Habré visto esa película mil veces y nunca me canso. Siempre me pone los pelos de punta. Brad Pitt, Claire Forlani y un maravilloso Anthony Hopkins ofrecen al público una maravillosa historia repleta de miradas incandescentes y palabras silenciosas que exclaman todo lo que no dicen en alto. Porque lo dicho, se dice a través de la música. No puedo evitar preguntarme qué pensaría R si le dijese que esta es mi banda sonora preferida. Para gustos los colores.
Aquello fue lo que nos dijo —entre otras cosas— Lucas Vidal, compositor español, cuando vino a visitarnos aquel mismo año al colegio. El joven compositor testificó ante todos nosotros explicando que era un chico exactamente igual que nosotros. Sus padres querían que estudiase ADE o Derecho (alguna de esas), tenía la vida encarrilada hacia lo que a todas luces iba a ser una vida estándar. Trabajar en una multinacional, ganar dinero, crear una familia… Pero él no quería eso: Lucas quería componer bandas sonoras. La historia de su búsqueda de un hueco en el mundo de cine fue espectacular, un ejemplo de superación y perseverancia, cuyo ejemplo nos haría falta seguir en muchas ocasiones. El compositor de la banda sonora de Palmeras en la Nieve (2015) nos inspiró a todos a buscar un camino, nuestro camino. Supongo que hay bandas sonoras que también nos conducen a lo mismo.

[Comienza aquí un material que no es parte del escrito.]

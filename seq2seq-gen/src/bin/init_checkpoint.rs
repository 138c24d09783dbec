//! Write a randomly initialised checkpoint for a hyperparameter file.
//!
//! Useful for exercising `generate_seq2seq` end to end without trained
//! weights.

use std::path::PathBuf;

use anyhow::{Context, Result};
use clap::Parser;
use rand::rngs::StdRng;
use rand::SeedableRng;
use tracing::info;
use tracing_subscriber::{layer::SubscriberExt, util::SubscriberInitExt};

use seq2seq_gen::checkpoint::Checkpoint;
use seq2seq_gen::config::{HyperParams, ModelOverrides, TargetKind};
use seq2seq_gen::model::GenerateSeq2seq;
use seq2seq_gen::tokenizer::Vocab;

#[derive(Parser, Debug)]
#[command(author, version, about, rename_all = "snake_case")]
struct Args {
    /// Path of the hyperparameter JSON file.
    #[arg(long)]
    config_path: Option<PathBuf>,

    /// Path of the source vocabulary file.
    #[arg(long)]
    vocab_path: PathBuf,

    /// Path of the target vocabulary file, used with the seq2seq target.
    #[arg(long)]
    tgt_vocab_path: Option<PathBuf>,

    /// Output file for the checkpoint.
    #[arg(long, default_value = "model.s2sg")]
    output: PathBuf,

    #[arg(long, default_value_t = 7)]
    seed: u64,

    #[command(flatten)]
    model: ModelOverrides,
}

fn main() -> Result<()> {
    tracing_subscriber::registry()
        .with(tracing_subscriber::EnvFilter::new(
            std::env::var("RUST_LOG").unwrap_or_else(|_| "seq2seq_gen=info,init_checkpoint=info".into()),
        ))
        .with(tracing_subscriber::fmt::layer())
        .init();

    let args = Args::parse();

    let mut params = match &args.config_path {
        Some(path) => HyperParams::load(path)
            .with_context(|| format!("failed to read hyperparameters from {:?}", path))?,
        None => HyperParams::default(),
    };
    args.model.apply(&mut params);
    params.validate()?;

    let src_vocab = Vocab::load(&args.vocab_path)?.len();
    let tgt_vocab = match (params.target, &args.tgt_vocab_path) {
        (TargetKind::Seq2seq, Some(path)) => Vocab::load(path)?.len(),
        (TargetKind::Seq2seq, None) => anyhow::bail!("--tgt_vocab_path is required with the seq2seq target"),
        (TargetKind::T5, _) => src_vocab,
    };

    let mut rng = StdRng::seed_from_u64(args.seed);
    let mut model = GenerateSeq2seq::new(params, src_vocab, tgt_vocab, &mut rng);
    let checkpoint = Checkpoint::from_model(&mut model)?;
    checkpoint
        .save(&args.output)
        .with_context(|| format!("failed to write {:?}", args.output))?;
    info!(
        "saved {} tensors ({} parameters) to {:?}",
        checkpoint.len(),
        model.num_params()?,
        args.output
    );
    Ok(())
}
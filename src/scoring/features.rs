use serde::Serialize;

use super::grammar;
use super::text::TokenSet;
use crate::settings::settings;

/// Lexicon sentiment over the whole transcript. `compound` is the overall
/// polarity in [-1, 1]; `positive` is the positive proportion in [0, 1]
/// that drives the engagement score.
#[derive(Debug, Clone, Copy, Default, PartialEq, Serialize)]
pub struct SentimentScore {
    pub compound: f64,
    pub positive: f64,
}

/// Raw measurements feeding the rubric scorer. Immutable once computed.
#[derive(Debug, Clone, Serialize)]
pub struct FeatureBundle {
    pub wpm: f64,
    pub ttr: f64,
    pub filler_count: usize,
    /// Filler occurrences as a fraction of total tokens.
    pub filler_rate: f64,
    pub grammar_penalties: usize,
    pub errors_per_100: f64,
    pub sentiment: SentimentScore,
}

pub fn extract_features(raw_text: &str, tokens: &TokenSet, duration_seconds: f64) -> FeatureBundle {
    let word_count = tokens.word_count();
    let filler_count = count_fillers(tokens);
    let grammar_penalties = grammar::penalty_count(raw_text, tokens);

    let errors_per_100 = if word_count == 0 {
        0.0
    } else {
        ((grammar_penalties as f64 / word_count as f64) * 100.0).min(100.0)
    };

    FeatureBundle {
        wpm: words_per_minute(word_count, duration_seconds),
        ttr: type_token_ratio(tokens),
        filler_count,
        filler_rate: if word_count == 0 {
            0.0
        } else {
            filler_count as f64 / word_count as f64
        },
        grammar_penalties,
        errors_per_100,
        sentiment: analyze_sentiment(raw_text, tokens),
    }
}

pub fn words_per_minute(word_count: usize, duration_seconds: f64) -> f64 {
    if word_count == 0 {
        return 0.0;
    }
    (word_count as f64 * 60.0) / duration_seconds
}

pub fn type_token_ratio(tokens: &TokenSet) -> f64 {
    if tokens.is_empty() {
        return 0.0;
    }
    tokens.distinct_words as f64 / tokens.word_count() as f64
}

/// Counts filler occurrences: single-word fillers match whole tokens,
/// multi-word fillers match token windows.
pub fn count_fillers(tokens: &TokenSet) -> usize {
    settings()
        .fillers
        .iter()
        .map(|f| count_phrase(tokens, f))
        .sum()
}

fn count_phrase(tokens: &TokenSet, phrase: &str) -> usize {
    let parts: Vec<&str> = phrase.split_whitespace().collect();
    match parts.as_slice() {
        [] => 0,
        [word] => tokens.tokens.iter().filter(|t| t == word).count(),
        parts => tokens
            .tokens
            .windows(parts.len())
            .filter(|window| window.iter().zip(parts).all(|(w, p)| w == p))
            .count(),
    }
}

pub fn analyze_sentiment(raw_text: &str, tokens: &TokenSet) -> SentimentScore {
    if tokens.is_empty() {
        return SentimentScore::default();
    }
    let analyzer = vader_sentiment::SentimentIntensityAnalyzer::new();
    let scores = analyzer.polarity_scores(raw_text);
    SentimentScore {
        compound: scores.get("compound").copied().unwrap_or(0.0),
        positive: scores.get("pos").copied().unwrap_or(0.0),
    }
}
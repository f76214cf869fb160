pub mod feedback;
pub mod features;
pub mod grammar;
pub mod rubric;
pub mod semantic;
pub mod text;

pub use feedback::{synthesize, FeedbackSummary, Verdict};
pub use features::{extract_features, FeatureBundle, SentimentScore};
pub use rubric::{
    score_rubric, ContentBreakdown, ContentSignals, Dimension, ScoreReport, SubScore,
    TranscriptStats,
};
pub use semantic::{
    cosine_similarity, Criterion, Embedder, EmbeddingHandle, SemanticScorer, SimilarityScores,
};
pub use text::{detect_keywords, preprocess, ContentElement, KeywordCoverage, TokenSet};

use crate::error::EvaluateError;
use crate::utils::log_model_error;

/// One-stop pipeline: preprocess, extract features, score the rubric,
/// attach similarity metadata and synthesize feedback. Holds the only
/// shared state (the embedding model, behind its worker thread); everything
/// per call is independently allocated.
pub struct Evaluator {
    semantic: Option<SemanticScorer>,
}

impl Evaluator {
    /// Spawns the real embedding worker. If the model cannot be loaded the
    /// evaluator still works, just without the similarity section.
    pub fn new() -> Self {
        Self::with_embedder(Box::new(EmbeddingHandle::spawn()))
    }

    pub fn with_embedder(embedder: Box<dyn Embedder>) -> Self {
        match SemanticScorer::new(embedder) {
            Ok(semantic) => Self {
                semantic: Some(semantic),
            },
            Err(e) => {
                log_model_error(&format!("Similarity disabled: {e}"));
                Self { semantic: None }
            }
        }
    }

    pub fn without_semantic() -> Self {
        Self { semantic: None }
    }

    pub fn evaluate(
        &self,
        transcript: &str,
        duration_seconds: f64,
    ) -> Result<ScoreReport, EvaluateError> {
        if !duration_seconds.is_finite() || duration_seconds <= 0.0 {
            return Err(EvaluateError::InvalidInput(format!(
                "duration must be a positive number of seconds, got {duration_seconds}"
            )));
        }

        let tokens = preprocess(transcript);
        let signals = ContentSignals {
            salutation_level: text::salutation_level(&tokens),
            coverage: text::detect_keywords(&tokens),
            tags: text::structure_tags(&tokens),
        };
        let features = extract_features(transcript, &tokens, duration_seconds);
        let scores = score_rubric(&tokens, &features, &signals);

        // Similarity is descriptive only; a model failure degrades the
        // report instead of aborting the call.
        let similarity = match &self.semantic {
            Some(semantic) => match semantic.similarities(&tokens.text) {
                Ok(sims) => Some(sims),
                Err(e) => {
                    log_model_error(&format!("Similarity skipped: {e}"));
                    None
                }
            },
            None => None,
        };

        let feedback = synthesize(&scores.sub_scores, &signals.coverage, scores.total);

        Ok(ScoreReport {
            sub_scores: scores.sub_scores,
            total: scores.total,
            content: scores.content,
            stats: TranscriptStats {
                word_count: tokens.word_count(),
                distinct_words: tokens.distinct_words,
                sentence_count: tokens.sentences.len(),
            },
            coverage: signals.coverage,
            features,
            similarity,
            feedback,
        })
    }
}

#[cfg(test)]
mod tests {
    use super::*;
    use anyhow::anyhow;

    const SAMPLE: &str =
        "Hello everyone, my name is Arjun. I am 14 years old and I study in \
         class 9 at Sunrise Public School. I live in Bangalore with my parents \
         and my younger sister. In my free time, I enjoy playing football and \
         reading stories. Thank you for listening.";

    struct UnitEmbedder;

    impl Embedder for UnitEmbedder {
        fn embed(&self, text: &str) -> anyhow::Result<Vec<f32>> {
            // deterministic direction derived from the text length
            let n = (text.len() % 7 + 1) as f32;
            Ok(vec![n, 1.0, 1.0 / n])
        }
    }

    struct FailingEmbedder;

    impl Embedder for FailingEmbedder {
        fn embed(&self, _text: &str) -> anyhow::Result<Vec<f32>> {
            Err(anyhow!("inference failed"))
        }
    }

    #[test]
    fn test_rejects_non_positive_duration() {
        let evaluator = Evaluator::without_semantic();
        for duration in [0.0, -3.0, f64::NAN, f64::INFINITY] {
            let result = evaluator.evaluate(SAMPLE, duration);
            assert!(matches!(result, Err(EvaluateError::InvalidInput(_))));
        }
    }

    #[test]
    fn test_empty_transcript_is_legal() {
        let evaluator = Evaluator::without_semantic();
        let report = evaluator.evaluate("", 60.0).expect("empty must score");
        assert_eq!(report.stats.word_count, 0);
        assert_eq!(report.features.wpm, 0.0);
        assert_eq!(report.features.ttr, 0.0);
        assert_eq!(report.features.filler_rate, 0.0);
        assert_eq!(report.content.keywords, 0);
    }

    #[test]
    fn test_sub_scores_bounded_and_total_exact() {
        let evaluator = Evaluator::without_semantic();
        let report = evaluator.evaluate(SAMPLE, 60.0).expect("score");

        assert_eq!(report.sub_scores.len(), 5);
        for sub in &report.sub_scores {
            assert!(sub.points <= sub.possible);
        }
        let sum: u8 = report.sub_scores.iter().map(|s| s.points).sum();
        assert_eq!(report.total, sum);
        assert!(report.total <= 100);
    }

    #[test]
    fn test_wpm_boundary_through_pipeline() {
        let evaluator = Evaluator::without_semantic();

        let ideal = vec!["hello"; 111].join(" ");
        let report = evaluator.evaluate(&ideal, 60.0).expect("score");
        assert_eq!(report.features.wpm, 111.0);
        assert_eq!(report.sub_scores[1].points, 10);

        let slow = vec!["hello"; 110].join(" ");
        let report = evaluator.evaluate(&slow, 60.0).expect("score");
        assert_eq!(report.sub_scores[1].points, 6);
    }

    #[test]
    fn test_idempotent_reports() {
        let evaluator = Evaluator::with_embedder(Box::new(UnitEmbedder));
        let a = evaluator.evaluate(SAMPLE, 60.0).expect("first");
        let b = evaluator.evaluate(SAMPLE, 60.0).expect("second");
        assert_eq!(
            serde_json::to_string(&a).unwrap(),
            serde_json::to_string(&b).unwrap()
        );
    }

    #[test]
    fn test_keyword_points_never_decrease_when_adding_element() {
        let evaluator = Evaluator::without_semantic();
        let without = "Hello everyone. I am 14 years old. Thank you.";
        let with = "Hello everyone. I am 14 years old. My name is Asha. Thank you.";

        let base = evaluator.evaluate(without, 60.0).expect("score");
        let extended = evaluator.evaluate(with, 60.0).expect("score");
        assert!(extended.content.keywords >= base.content.keywords);
    }

    #[test]
    fn test_clarity_never_increases_with_more_fillers() {
        let evaluator = Evaluator::without_semantic();
        let mut text = SAMPLE.to_string();
        let mut last = evaluator.evaluate(&text, 60.0).expect("score").sub_scores[3].points;

        for _ in 0..6 {
            text.push_str(" um uh like");
            let clarity = evaluator.evaluate(&text, 60.0).expect("score").sub_scores[3].points;
            assert!(clarity <= last);
            last = clarity;
        }
    }

    #[test]
    fn test_model_failure_degrades_gracefully() {
        let evaluator = Evaluator::with_embedder(Box::new(FailingEmbedder));
        let report = evaluator.evaluate(SAMPLE, 60.0).expect("must still score");

        assert!(report.similarity.is_none());
        assert_eq!(report.sub_scores.len(), 5);
        assert!(report.total > 0);
    }

    #[test]
    fn test_similarity_attached_when_embedder_works() {
        let evaluator = Evaluator::with_embedder(Box::new(UnitEmbedder));
        let report = evaluator.evaluate(SAMPLE, 60.0).expect("score");
        let sims = report.similarity.expect("similarity section");
        for value in [sims.content, sims.language, sims.clarity, sims.engagement] {
            assert!(value.is_finite());
        }
    }

    #[test]
    fn test_report_serializes_to_json() {
        let evaluator = Evaluator::without_semantic();
        let report = evaluator.evaluate(SAMPLE, 60.0).expect("score");
        let json = serde_json::to_value(&report).expect("serialize");
        assert!(json.get("total").is_some());
        assert!(json.get("sub_scores").is_some());
        assert!(json.get("feedback").is_some());
    }
}
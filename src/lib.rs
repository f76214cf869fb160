//! Scores a transcribed self-introduction against a communication-skills
//! rubric: five banded sub-scores (Content & Structure, Speech Rate,
//! Language & Grammar, Clarity, Engagement) summed into a 0-100 total,
//! plus keyword coverage, sentence-embedding similarity metadata and
//! deterministic feedback.

pub mod error;
pub mod scoring;
pub mod settings;
pub mod utils;

pub use error::EvaluateError;
pub use scoring::{Evaluator, ScoreReport};
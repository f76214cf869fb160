use serde::Serialize;
use std::cmp::Ordering;
use strum::Display;

use super::rubric::SubScore;
use super::text::KeywordCoverage;

#[derive(Debug, Clone, Copy, PartialEq, Eq, Display, Serialize)]
pub enum Verdict {
    #[strum(to_string = "Outstanding")]
    #[serde(rename = "Outstanding")]
    Outstanding,
    #[strum(to_string = "Very good")]
    #[serde(rename = "Very good")]
    VeryGood,
    #[strum(to_string = "Good")]
    #[serde(rename = "Good")]
    Good,
    #[strum(to_string = "Needs improvement")]
    #[serde(rename = "Needs improvement")]
    NeedsImprovement,
    #[strum(to_string = "Weak")]
    #[serde(rename = "Weak")]
    Weak,
}

impl Verdict {
    pub fn from_total(total: u8) -> Self {
        match total {
            90..=u8::MAX => Self::Outstanding,
            75..=89 => Self::VeryGood,
            60..=74 => Self::Good,
            40..=59 => Self::NeedsImprovement,
            _ => Self::Weak,
        }
    }
}

/// Deterministic qualitative summary derived from the numeric sub-scores.
#[derive(Debug, Clone, Serialize)]
pub struct FeedbackSummary {
    /// Top two dimensions by points-earned ratio.
    pub strengths: Vec<String>,
    /// Bottom two dimensions, worst first.
    pub improvements: Vec<String>,
    /// Required elements the transcript never mentions, by display label.
    pub missing_required: Vec<String>,
    pub verdict: Verdict,
}

/// Ranks dimensions by earned ratio. Sorting is stable, so dimensions with
/// equal ratios keep their fixed rubric order.
pub fn synthesize(sub_scores: &[SubScore], coverage: &KeywordCoverage, total: u8) -> FeedbackSummary {
    let by_ratio = |a: &&SubScore, b: &&SubScore| {
        a.ratio().partial_cmp(&b.ratio()).unwrap_or(Ordering::Equal)
    };

    let mut descending: Vec<&SubScore> = sub_scores.iter().collect();
    descending.sort_by(|a, b| by_ratio(b, a));

    let mut ascending: Vec<&SubScore> = sub_scores.iter().collect();
    ascending.sort_by(by_ratio);

    FeedbackSummary {
        strengths: descending
            .iter()
            .take(2)
            .map(|s| s.dimension.to_string())
            .collect(),
        improvements: ascending
            .iter()
            .take(2)
            .map(|s| s.dimension.to_string())
            .collect(),
        missing_required: coverage
            .missing_required()
            .iter()
            .map(|e| e.to_string())
            .collect(),
        verdict: Verdict::from_total(total),
    }
}
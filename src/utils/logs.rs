use console::{measure_text_width, Style};

use crate::scoring::{ScoreReport, SubScore};

pub const TREE_BRANCH: char = '\u{251C}';
pub const TREE_END: char = '\u{2514}';
pub const TREE_HORIZ: char = '\u{2500}';
pub const TREE_VERT: char = '\u{2502}';

const TREE_PREFIX_WIDTH: usize = 4;
const VALUE_COLUMN: usize = 28;

fn tree_branch() -> String {
    dim()
        .apply_to(format!("{}{}{} ", TREE_BRANCH, TREE_HORIZ, TREE_HORIZ))
        .to_string()
}

fn tree_end() -> String {
    dim()
        .apply_to(format!("{}{}{} ", TREE_END, TREE_HORIZ, TREE_HORIZ))
        .to_string()
}

fn tree_indent() -> String {
    dim().apply_to(format!("{}   ", TREE_VERT)).to_string()
}

pub fn dim() -> Style {
    Style::new().dim()
}

fn cyan() -> Style {
    Style::new().cyan()
}

fn green() -> Style {
    Style::new().green()
}

fn red() -> Style {
    Style::new().red()
}

fn yellow() -> Style {
    Style::new().yellow()
}

fn bold() -> Style {
    Style::new().bold()
}

fn magenta() -> Style {
    Style::new().magenta()
}

fn model_prefix() -> String {
    yellow().apply_to("[MODEL]").to_string()
}

pub fn pad_label(label: &str, depth: usize) -> String {
    let prefix_width = depth * TREE_PREFIX_WIDTH;
    let target_width = VALUE_COLUMN.saturating_sub(prefix_width);
    let current_width = measure_text_width(label);
    if current_width < target_width {
        format!("{}{}", label, " ".repeat(target_width - current_width))
    } else {
        format!("{} ", label)
    }
}

fn ratio_style(sub: &SubScore) -> Style {
    if sub.ratio() >= 0.8 {
        green()
    } else if sub.ratio() >= 0.5 {
        yellow()
    } else {
        red()
    }
}

pub fn log_model_step(message: &str) {
    println!("{} {}", model_prefix(), message);
}

pub fn log_model_loaded(seconds: f32) {
    println!(
        "{} embedding model ready in {}",
        model_prefix(),
        cyan().apply_to(format!("{seconds:.1}s"))
    );
}

pub fn log_model_error(message: &str) {
    eprintln!("{} {}", model_prefix(), red().apply_to(message));
}

pub fn log_newline() {
    println!();
}

pub fn log_header(title: &str) {
    println!("{}", bold().apply_to(title));
}

pub fn log_transcript_header(text: &str, duration_seconds: f64) {
    let preview = if text.chars().count() > 60 {
        format!("{}...", text.chars().take(57).collect::<String>())
    } else {
        text.to_string()
    };
    println!(
        "{} \"{}\" {}",
        magenta().apply_to(bold().apply_to("[TRANSCRIPT]")),
        dim().apply_to(preview.replace('\n', " ")),
        dim().apply_to(format!("({duration_seconds:.0}s)"))
    );
}

pub fn log_report(report: &ScoreReport) {
    log_header("Scores");
    for (i, sub) in report.sub_scores.iter().enumerate() {
        let last = i == report.sub_scores.len() - 1;
        let prefix = if last { tree_end() } else { tree_branch() };
        println!(
            "{}{} {}",
            prefix,
            pad_label(&sub.dimension.to_string(), 1),
            ratio_style(sub).apply_to(format!("{}/{}", sub.points, sub.possible))
        );

        // Content & Structure is the only composite dimension
        if i == 0 {
            let c = &report.content;
            for (label, value, end) in [
                ("salutation", c.salutation, false),
                ("keywords", c.keywords, false),
                ("flow", c.flow, true),
            ] {
                let sub_prefix = if end { tree_end() } else { tree_branch() };
                println!(
                    "{}{}{} {}",
                    tree_indent(),
                    sub_prefix,
                    pad_label(label, 2),
                    dim().apply_to(value)
                );
            }
        }
    }
    log_newline();

    log_header("Delivery stats");
    let f = &report.features;
    println!(
        "{}{} {}",
        tree_branch(),
        pad_label("words / distinct", 1),
        dim().apply_to(format!(
            "{} / {}",
            report.stats.word_count, report.stats.distinct_words
        ))
    );
    println!(
        "{}{} {}",
        tree_branch(),
        pad_label("wpm", 1),
        cyan().apply_to(format!("{:.1}", f.wpm))
    );
    println!(
        "{}{} {}",
        tree_branch(),
        pad_label("ttr", 1),
        cyan().apply_to(format!("{:.2}", f.ttr))
    );
    println!(
        "{}{} {}",
        tree_branch(),
        pad_label("fillers", 1),
        dim().apply_to(format!(
            "{} ({:.1}%)",
            f.filler_count,
            f.filler_rate * 100.0
        ))
    );
    println!(
        "{}{} {}",
        tree_branch(),
        pad_label("grammar flags", 1),
        dim().apply_to(format!(
            "{} ({:.1} per 100 words)",
            f.grammar_penalties, f.errors_per_100
        ))
    );
    println!(
        "{}{} {}",
        tree_end(),
        pad_label("sentiment", 1),
        dim().apply_to(format!(
            "compound {:.2}, positive {:.2}",
            f.sentiment.compound, f.sentiment.positive
        ))
    );
    log_newline();

    log_header("Content coverage");
    let elements = &report.coverage.elements;
    for (i, (element, present)) in elements.iter().enumerate() {
        let last = i == elements.len() - 1;
        let prefix = if last { tree_end() } else { tree_branch() };
        let (mark, style) = if *present {
            ("present", green())
        } else if element.is_required() {
            ("missing", red())
        } else {
            ("missing", dim())
        };
        println!(
            "{}{} {}",
            prefix,
            pad_label(&element.to_string(), 1),
            style.apply_to(mark)
        );
    }
    log_newline();

    log_header("Semantic similarity");
    match &report.similarity {
        Some(similarity) => {
            let s = similarity.clamped();
            for (label, value, end) in [
                ("content", s.content, false),
                ("language", s.language, false),
                ("clarity", s.clarity, false),
                ("engagement", s.engagement, true),
            ] {
                let prefix = if end { tree_end() } else { tree_branch() };
                println!(
                    "{}{} {}",
                    prefix,
                    pad_label(label, 1),
                    cyan().apply_to(format!("{:.0}%", value * 100.0))
                );
            }
        }
        None => println!(
            "{}{}",
            tree_end(),
            dim().apply_to("unavailable (scores unaffected)")
        ),
    }
    log_newline();

    log_header("Feedback");
    println!(
        "{}{} {}",
        tree_branch(),
        pad_label("strengths", 1),
        green().apply_to(report.feedback.strengths.join(", "))
    );
    println!(
        "{}{} {}",
        tree_branch(),
        pad_label("improve", 1),
        yellow().apply_to(report.feedback.improvements.join(", "))
    );
    let missing = if report.feedback.missing_required.is_empty() {
        dim().apply_to("none".to_string())
    } else {
        red().apply_to(report.feedback.missing_required.join(", "))
    };
    println!("{}{} {}", tree_end(), pad_label("missing", 1), missing);
    log_newline();

    println!(
        "{} {} {}",
        bold().apply_to("Total:"),
        bold().apply_to(format!("{}/100", report.total)),
        dim().apply_to(format!("({})", report.feedback.verdict))
    );
}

La música tiene un don natural maravilloso que es capaz de unir a las personas más dispares, proponernos las ideas más disparatadas e incluso hacernos recordar aquello que creíamos que habíamos olvidado. Creo firmemente que no hay nada mejor que compartir la música —siempre seré partidaria de las playlists compartidas—, puesto que cada canción nueva que te enseñe alguien, quien sea, implantará una huella en ti, un recuerdo.
Para mí lo más peculiar de las bandas sonoras es que, al no tener letra y si no has visto la película en cuestión, son capaces de crear un universo para ese momento específico en tu cabeza. Son capaces de llevarte a lugares que no conocías, que no recordabas. A personas distantes, que quizás un día vuelvan a estar.
Igual que Joe Black se marcha sin marcharse nunca del todo.